* _DATA FOR THIS EXERCISE_:
□ □ □ □ □ □ □

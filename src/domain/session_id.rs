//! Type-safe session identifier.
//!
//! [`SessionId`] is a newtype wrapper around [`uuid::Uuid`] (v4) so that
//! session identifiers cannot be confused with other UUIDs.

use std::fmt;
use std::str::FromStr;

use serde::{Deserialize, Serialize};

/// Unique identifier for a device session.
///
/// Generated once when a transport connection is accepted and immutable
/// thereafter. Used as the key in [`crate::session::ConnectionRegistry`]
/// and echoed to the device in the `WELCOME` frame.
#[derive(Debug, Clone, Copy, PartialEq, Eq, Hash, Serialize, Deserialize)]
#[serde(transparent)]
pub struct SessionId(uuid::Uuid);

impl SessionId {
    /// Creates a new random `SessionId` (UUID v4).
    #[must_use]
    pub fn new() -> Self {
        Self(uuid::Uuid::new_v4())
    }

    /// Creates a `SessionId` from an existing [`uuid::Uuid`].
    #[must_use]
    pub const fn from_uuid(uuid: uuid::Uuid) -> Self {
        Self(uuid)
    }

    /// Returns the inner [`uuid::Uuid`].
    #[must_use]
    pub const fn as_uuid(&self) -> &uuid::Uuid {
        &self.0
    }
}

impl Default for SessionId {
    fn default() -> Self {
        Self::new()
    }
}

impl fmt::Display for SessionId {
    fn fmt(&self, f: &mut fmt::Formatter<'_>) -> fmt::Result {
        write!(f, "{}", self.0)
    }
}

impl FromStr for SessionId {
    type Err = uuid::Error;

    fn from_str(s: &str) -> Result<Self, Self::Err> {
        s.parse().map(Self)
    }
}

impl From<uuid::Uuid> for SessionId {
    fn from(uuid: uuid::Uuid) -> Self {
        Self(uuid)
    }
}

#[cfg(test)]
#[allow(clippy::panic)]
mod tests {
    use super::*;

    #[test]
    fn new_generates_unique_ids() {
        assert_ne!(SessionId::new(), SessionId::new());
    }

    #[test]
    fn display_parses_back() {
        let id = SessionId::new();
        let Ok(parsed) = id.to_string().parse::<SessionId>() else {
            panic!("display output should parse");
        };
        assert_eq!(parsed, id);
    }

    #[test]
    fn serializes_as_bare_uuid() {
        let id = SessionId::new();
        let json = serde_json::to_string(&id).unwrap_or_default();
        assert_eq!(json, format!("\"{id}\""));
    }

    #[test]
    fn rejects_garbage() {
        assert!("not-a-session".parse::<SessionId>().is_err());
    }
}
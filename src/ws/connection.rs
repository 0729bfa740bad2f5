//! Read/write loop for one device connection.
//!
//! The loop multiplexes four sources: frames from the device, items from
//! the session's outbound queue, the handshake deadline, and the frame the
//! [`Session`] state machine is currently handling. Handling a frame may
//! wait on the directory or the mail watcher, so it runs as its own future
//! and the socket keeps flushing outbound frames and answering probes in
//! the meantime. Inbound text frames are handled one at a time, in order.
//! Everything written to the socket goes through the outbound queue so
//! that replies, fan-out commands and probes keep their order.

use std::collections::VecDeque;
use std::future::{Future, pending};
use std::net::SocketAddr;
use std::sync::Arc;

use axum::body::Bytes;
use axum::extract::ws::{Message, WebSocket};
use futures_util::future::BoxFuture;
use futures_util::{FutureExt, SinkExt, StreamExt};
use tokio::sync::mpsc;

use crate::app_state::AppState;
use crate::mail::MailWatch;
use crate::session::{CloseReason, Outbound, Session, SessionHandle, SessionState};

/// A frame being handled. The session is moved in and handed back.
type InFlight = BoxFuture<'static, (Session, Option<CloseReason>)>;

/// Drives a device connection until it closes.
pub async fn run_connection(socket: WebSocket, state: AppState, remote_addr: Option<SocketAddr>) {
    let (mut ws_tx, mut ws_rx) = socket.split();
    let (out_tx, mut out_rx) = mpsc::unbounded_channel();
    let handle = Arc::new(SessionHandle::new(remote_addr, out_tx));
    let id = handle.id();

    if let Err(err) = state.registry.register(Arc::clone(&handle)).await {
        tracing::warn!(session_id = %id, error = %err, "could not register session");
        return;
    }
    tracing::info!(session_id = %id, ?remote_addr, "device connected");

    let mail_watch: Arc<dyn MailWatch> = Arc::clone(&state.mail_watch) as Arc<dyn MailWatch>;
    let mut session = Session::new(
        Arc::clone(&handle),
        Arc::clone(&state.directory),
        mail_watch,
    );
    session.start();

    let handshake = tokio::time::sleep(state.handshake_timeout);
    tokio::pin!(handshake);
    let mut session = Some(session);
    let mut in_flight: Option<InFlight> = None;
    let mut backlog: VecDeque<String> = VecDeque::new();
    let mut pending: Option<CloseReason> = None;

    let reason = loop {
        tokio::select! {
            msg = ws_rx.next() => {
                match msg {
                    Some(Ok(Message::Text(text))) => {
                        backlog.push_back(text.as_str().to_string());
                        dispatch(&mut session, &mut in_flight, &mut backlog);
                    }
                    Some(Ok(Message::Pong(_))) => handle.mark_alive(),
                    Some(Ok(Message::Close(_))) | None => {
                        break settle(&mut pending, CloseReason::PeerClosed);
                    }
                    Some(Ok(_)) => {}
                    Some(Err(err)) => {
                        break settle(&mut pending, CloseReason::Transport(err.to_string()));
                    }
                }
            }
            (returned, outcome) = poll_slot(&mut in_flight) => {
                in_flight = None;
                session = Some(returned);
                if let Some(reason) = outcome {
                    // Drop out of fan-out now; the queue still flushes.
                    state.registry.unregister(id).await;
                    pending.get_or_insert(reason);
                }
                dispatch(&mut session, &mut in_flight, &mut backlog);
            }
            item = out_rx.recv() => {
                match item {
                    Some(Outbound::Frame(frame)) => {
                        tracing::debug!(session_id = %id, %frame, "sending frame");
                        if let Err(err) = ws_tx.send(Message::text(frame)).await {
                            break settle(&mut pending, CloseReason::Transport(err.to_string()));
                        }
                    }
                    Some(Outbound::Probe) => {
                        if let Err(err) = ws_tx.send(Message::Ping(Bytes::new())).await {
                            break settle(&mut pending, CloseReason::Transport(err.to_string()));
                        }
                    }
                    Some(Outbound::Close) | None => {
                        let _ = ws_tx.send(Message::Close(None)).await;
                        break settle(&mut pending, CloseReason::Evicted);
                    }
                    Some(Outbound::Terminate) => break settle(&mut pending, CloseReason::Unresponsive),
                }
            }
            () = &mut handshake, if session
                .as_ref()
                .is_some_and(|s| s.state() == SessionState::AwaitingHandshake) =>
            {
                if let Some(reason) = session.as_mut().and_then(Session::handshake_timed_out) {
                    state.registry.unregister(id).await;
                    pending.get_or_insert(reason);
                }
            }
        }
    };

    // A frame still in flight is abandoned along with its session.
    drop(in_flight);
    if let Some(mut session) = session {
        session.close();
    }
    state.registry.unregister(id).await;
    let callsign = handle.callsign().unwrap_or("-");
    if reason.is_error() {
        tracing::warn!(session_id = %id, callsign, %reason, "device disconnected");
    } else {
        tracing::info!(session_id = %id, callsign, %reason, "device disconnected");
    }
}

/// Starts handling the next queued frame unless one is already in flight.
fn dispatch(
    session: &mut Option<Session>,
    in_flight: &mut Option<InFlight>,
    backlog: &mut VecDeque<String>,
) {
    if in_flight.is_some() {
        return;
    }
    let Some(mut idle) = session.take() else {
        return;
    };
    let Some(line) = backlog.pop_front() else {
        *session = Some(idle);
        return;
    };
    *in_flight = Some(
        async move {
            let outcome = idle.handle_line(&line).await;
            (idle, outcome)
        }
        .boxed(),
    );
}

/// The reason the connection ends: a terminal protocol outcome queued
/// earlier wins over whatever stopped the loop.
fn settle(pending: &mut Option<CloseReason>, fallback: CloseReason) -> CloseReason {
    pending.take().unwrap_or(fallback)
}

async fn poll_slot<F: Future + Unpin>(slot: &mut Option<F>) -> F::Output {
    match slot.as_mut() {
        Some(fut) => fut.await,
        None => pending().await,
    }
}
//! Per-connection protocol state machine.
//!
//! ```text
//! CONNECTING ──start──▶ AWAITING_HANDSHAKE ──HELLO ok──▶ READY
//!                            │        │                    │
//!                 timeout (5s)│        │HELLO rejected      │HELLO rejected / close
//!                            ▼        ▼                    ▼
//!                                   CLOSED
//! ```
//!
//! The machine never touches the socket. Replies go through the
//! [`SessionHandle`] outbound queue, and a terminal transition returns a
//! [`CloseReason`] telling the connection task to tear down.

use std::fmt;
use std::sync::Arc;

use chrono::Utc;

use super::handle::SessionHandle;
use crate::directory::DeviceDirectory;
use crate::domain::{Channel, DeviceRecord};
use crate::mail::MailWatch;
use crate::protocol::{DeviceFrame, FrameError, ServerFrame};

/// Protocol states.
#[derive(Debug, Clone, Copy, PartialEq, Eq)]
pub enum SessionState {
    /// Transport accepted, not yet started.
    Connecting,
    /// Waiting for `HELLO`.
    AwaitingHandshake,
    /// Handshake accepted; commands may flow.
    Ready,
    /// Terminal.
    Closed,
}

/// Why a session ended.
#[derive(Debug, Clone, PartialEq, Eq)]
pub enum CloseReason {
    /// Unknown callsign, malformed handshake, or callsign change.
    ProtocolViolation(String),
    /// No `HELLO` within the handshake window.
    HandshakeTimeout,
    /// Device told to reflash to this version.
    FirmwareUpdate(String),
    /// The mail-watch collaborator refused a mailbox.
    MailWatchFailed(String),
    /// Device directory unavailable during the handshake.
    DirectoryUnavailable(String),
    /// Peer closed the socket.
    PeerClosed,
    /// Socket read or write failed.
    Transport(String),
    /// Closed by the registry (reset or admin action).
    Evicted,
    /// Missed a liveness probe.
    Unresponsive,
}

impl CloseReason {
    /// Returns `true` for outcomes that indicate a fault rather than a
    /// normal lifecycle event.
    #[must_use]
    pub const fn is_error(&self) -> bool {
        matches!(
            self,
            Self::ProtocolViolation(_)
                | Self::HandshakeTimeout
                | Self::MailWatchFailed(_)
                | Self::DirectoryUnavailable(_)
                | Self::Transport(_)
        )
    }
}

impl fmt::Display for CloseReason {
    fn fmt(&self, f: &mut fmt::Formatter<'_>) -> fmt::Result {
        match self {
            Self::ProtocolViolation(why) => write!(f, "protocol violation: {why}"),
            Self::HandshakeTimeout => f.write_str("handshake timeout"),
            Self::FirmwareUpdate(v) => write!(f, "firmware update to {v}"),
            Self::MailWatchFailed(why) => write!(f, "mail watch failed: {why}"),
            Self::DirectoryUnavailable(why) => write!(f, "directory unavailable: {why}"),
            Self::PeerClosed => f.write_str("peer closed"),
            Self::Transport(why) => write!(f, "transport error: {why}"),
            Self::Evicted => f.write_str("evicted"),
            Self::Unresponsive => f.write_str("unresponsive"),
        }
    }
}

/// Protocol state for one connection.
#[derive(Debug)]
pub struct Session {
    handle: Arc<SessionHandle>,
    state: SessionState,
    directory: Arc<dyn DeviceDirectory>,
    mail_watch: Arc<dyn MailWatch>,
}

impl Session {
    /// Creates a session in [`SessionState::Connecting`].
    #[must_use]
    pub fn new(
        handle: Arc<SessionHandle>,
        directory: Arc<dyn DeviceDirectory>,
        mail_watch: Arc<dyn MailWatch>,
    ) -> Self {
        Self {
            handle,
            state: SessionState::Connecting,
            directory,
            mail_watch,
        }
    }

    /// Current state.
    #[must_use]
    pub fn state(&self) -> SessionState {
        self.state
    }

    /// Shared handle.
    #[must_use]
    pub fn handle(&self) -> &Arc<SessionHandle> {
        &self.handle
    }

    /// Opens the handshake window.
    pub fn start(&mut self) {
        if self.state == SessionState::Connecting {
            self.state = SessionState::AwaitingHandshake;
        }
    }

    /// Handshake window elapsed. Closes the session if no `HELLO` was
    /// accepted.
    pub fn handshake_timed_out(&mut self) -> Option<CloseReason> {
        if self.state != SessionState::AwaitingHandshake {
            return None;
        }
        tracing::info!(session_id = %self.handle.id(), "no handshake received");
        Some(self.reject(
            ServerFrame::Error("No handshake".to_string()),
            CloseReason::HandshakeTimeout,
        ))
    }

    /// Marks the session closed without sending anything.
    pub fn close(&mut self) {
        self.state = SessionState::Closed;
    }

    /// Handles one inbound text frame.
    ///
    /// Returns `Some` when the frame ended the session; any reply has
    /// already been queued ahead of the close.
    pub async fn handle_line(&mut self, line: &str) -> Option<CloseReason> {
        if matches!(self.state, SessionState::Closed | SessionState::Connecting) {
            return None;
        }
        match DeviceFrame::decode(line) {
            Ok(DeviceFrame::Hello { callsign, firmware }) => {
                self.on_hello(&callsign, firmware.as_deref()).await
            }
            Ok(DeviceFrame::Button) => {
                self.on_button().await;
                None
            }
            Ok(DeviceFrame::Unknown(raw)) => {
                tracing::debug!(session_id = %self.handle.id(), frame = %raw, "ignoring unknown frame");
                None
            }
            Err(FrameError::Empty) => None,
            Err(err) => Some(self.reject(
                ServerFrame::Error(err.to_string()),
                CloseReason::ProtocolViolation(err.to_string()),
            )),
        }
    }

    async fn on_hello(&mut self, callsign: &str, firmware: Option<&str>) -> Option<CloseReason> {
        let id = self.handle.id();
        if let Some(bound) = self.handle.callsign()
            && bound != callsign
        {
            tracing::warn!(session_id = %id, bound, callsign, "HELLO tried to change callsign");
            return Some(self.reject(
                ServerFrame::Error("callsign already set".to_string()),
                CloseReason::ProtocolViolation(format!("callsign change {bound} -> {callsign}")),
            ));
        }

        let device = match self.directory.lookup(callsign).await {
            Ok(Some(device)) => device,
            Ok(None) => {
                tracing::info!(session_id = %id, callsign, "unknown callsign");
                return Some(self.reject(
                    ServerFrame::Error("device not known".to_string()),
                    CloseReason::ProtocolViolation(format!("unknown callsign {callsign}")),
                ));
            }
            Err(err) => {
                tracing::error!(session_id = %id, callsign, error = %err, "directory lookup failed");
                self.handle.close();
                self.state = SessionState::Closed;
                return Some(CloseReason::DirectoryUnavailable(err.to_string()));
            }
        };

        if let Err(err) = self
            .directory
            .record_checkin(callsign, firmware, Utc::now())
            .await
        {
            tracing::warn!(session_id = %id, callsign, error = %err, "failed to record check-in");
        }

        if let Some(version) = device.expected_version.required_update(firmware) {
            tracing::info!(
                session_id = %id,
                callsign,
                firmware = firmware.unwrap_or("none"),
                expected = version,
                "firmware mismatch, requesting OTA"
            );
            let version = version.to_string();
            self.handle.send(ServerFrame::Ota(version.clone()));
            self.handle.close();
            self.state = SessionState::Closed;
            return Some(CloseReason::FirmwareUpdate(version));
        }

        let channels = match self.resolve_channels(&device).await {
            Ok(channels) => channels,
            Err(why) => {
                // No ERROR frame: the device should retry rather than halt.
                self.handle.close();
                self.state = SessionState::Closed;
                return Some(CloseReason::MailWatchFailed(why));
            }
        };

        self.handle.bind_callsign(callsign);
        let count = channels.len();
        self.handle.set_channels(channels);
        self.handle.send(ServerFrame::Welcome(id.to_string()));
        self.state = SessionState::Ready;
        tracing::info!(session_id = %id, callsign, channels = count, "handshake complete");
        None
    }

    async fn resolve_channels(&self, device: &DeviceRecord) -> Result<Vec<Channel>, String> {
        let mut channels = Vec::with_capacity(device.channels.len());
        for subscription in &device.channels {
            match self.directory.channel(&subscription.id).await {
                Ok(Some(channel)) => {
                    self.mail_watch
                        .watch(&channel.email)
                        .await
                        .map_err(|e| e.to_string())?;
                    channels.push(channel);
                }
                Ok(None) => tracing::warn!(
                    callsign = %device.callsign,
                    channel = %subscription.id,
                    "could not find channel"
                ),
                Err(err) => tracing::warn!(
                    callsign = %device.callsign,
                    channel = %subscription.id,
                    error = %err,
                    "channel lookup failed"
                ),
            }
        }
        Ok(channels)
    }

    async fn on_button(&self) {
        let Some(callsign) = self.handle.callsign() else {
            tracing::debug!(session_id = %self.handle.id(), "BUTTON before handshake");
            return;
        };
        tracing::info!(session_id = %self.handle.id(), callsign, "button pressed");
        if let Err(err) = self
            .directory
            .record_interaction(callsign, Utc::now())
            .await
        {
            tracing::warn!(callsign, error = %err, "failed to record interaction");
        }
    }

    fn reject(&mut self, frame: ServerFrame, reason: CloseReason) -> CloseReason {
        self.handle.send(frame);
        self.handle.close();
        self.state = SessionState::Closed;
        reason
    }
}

□ □ □ □ □ □ □

* _WHAT IS EXPECTED_:
Throughout the data above, report every line that contains the string "panic".

* _ANSWER BOX_:
#[allow(clippy::panic)]
            panic!("display output should parse");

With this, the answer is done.